§ Task inputs:
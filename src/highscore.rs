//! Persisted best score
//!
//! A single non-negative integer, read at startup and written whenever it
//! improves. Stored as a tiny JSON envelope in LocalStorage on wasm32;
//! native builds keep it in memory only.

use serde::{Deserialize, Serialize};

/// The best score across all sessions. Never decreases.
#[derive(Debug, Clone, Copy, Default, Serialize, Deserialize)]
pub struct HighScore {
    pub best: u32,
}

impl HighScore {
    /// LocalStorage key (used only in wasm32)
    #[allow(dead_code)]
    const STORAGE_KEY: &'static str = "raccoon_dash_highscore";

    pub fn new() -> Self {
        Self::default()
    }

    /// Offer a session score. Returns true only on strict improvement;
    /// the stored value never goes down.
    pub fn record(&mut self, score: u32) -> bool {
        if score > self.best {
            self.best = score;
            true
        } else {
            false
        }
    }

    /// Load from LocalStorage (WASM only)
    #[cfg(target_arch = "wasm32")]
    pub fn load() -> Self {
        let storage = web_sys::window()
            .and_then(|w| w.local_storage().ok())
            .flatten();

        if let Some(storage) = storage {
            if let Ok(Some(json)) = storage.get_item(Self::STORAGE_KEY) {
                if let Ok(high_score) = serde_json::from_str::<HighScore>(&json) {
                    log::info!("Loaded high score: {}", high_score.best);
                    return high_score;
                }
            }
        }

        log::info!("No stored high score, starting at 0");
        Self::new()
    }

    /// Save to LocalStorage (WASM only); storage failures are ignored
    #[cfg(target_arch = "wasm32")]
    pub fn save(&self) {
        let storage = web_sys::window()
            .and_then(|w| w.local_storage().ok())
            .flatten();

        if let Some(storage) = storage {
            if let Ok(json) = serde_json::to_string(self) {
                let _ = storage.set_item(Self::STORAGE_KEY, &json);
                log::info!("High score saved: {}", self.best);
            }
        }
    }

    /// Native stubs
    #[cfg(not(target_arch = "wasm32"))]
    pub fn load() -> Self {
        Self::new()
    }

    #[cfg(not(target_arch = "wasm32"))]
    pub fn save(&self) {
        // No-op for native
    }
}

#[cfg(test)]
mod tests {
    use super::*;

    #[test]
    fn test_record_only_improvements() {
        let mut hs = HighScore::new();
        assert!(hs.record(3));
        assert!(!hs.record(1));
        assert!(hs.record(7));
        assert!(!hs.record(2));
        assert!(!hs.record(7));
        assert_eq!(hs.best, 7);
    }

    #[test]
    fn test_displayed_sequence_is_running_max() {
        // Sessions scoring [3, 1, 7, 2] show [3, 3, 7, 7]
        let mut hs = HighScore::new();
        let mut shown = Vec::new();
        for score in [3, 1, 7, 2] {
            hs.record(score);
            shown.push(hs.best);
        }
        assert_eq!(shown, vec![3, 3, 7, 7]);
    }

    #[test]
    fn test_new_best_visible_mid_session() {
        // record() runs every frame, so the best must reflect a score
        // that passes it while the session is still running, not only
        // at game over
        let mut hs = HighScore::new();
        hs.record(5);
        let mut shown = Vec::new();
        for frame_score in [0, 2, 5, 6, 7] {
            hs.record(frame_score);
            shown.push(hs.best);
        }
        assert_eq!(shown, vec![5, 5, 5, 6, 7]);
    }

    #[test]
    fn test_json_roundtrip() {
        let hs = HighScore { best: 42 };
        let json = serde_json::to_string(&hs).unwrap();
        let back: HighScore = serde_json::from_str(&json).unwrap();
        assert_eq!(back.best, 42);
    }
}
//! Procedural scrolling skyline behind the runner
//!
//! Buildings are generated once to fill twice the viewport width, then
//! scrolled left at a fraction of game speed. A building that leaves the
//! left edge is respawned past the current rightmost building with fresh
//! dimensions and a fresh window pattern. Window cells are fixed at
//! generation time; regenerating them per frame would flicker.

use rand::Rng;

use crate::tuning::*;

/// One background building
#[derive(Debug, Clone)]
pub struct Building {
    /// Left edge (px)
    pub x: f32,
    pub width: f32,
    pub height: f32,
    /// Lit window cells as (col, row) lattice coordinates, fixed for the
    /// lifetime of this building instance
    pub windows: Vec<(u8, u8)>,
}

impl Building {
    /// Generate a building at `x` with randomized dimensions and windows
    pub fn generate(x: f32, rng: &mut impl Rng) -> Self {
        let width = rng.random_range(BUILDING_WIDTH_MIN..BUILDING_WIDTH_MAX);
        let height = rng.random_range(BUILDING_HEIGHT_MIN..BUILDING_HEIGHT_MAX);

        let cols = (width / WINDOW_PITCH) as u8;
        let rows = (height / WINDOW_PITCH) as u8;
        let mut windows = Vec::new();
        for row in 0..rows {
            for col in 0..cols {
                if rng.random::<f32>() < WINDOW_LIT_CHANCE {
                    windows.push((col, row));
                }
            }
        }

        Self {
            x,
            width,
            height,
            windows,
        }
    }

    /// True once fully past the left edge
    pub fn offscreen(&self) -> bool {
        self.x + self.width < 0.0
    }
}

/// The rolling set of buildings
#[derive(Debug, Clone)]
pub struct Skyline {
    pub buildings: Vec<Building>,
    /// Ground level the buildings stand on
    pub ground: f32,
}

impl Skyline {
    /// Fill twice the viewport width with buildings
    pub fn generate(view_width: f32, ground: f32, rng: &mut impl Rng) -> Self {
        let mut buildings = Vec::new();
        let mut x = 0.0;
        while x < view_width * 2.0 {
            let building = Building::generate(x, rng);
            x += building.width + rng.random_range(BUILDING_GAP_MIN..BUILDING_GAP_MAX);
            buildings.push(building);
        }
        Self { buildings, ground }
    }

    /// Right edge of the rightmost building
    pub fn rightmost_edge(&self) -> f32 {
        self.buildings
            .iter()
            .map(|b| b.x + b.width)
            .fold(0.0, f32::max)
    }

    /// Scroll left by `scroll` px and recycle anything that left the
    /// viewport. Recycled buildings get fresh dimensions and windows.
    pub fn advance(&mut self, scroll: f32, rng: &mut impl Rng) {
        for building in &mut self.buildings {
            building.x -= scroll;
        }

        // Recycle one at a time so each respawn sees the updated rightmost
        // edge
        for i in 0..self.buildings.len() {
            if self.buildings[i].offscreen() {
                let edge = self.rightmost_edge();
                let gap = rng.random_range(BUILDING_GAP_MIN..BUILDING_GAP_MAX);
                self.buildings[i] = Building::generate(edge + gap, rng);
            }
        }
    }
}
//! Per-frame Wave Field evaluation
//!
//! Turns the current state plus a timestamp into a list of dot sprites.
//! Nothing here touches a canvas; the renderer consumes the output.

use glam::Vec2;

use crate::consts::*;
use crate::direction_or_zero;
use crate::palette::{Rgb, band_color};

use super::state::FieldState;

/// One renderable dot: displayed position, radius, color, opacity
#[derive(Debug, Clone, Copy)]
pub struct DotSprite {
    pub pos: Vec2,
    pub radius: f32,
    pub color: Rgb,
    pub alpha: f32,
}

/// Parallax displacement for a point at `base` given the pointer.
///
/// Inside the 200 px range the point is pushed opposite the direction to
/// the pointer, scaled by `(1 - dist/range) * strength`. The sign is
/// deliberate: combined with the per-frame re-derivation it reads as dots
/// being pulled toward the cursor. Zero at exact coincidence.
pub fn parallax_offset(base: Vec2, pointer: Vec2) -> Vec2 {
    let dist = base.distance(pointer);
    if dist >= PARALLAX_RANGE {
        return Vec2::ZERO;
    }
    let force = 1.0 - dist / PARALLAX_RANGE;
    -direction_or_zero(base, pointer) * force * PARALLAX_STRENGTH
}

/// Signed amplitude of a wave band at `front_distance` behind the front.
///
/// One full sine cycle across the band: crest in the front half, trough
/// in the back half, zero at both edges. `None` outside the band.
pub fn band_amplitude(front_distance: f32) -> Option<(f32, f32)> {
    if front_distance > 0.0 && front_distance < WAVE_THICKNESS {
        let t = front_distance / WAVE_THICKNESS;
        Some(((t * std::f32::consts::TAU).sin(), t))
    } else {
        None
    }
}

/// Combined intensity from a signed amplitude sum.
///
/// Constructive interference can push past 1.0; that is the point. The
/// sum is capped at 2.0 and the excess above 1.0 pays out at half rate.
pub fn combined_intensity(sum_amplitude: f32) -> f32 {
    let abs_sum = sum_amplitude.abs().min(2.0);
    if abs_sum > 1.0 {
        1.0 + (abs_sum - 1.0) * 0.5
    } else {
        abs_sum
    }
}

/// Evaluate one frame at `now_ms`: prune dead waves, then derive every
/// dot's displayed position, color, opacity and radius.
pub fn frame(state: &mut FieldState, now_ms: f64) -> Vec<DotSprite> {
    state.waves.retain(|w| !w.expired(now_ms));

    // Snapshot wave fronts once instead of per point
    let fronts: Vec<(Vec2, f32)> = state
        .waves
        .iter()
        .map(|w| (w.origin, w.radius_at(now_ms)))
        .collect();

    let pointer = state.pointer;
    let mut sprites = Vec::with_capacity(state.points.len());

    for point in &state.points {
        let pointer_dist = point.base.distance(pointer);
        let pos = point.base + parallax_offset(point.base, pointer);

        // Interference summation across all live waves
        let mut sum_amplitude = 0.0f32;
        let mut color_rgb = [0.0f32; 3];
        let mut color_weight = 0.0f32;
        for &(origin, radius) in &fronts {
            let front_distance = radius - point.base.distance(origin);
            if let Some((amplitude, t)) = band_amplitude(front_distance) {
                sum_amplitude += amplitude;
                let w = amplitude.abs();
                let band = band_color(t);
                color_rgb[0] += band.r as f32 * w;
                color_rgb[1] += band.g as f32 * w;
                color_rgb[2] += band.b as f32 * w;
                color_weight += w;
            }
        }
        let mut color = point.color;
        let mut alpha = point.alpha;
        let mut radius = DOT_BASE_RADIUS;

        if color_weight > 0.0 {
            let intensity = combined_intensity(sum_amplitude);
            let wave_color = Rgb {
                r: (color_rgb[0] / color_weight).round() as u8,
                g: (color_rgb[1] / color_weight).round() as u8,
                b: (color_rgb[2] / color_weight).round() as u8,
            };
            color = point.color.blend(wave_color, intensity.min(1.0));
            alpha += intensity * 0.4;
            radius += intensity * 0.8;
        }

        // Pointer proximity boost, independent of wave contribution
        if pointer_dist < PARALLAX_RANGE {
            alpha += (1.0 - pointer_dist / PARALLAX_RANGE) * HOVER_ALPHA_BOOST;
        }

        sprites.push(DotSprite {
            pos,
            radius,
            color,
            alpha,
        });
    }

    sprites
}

§ Task:
What lines above hold the word "Deserialize"? Pull each one out.

§ Answer space:
use serde::{Deserialize, Serialize};
#[derive(Debug, Clone, Copy, Default, Serialize, Deserialize)]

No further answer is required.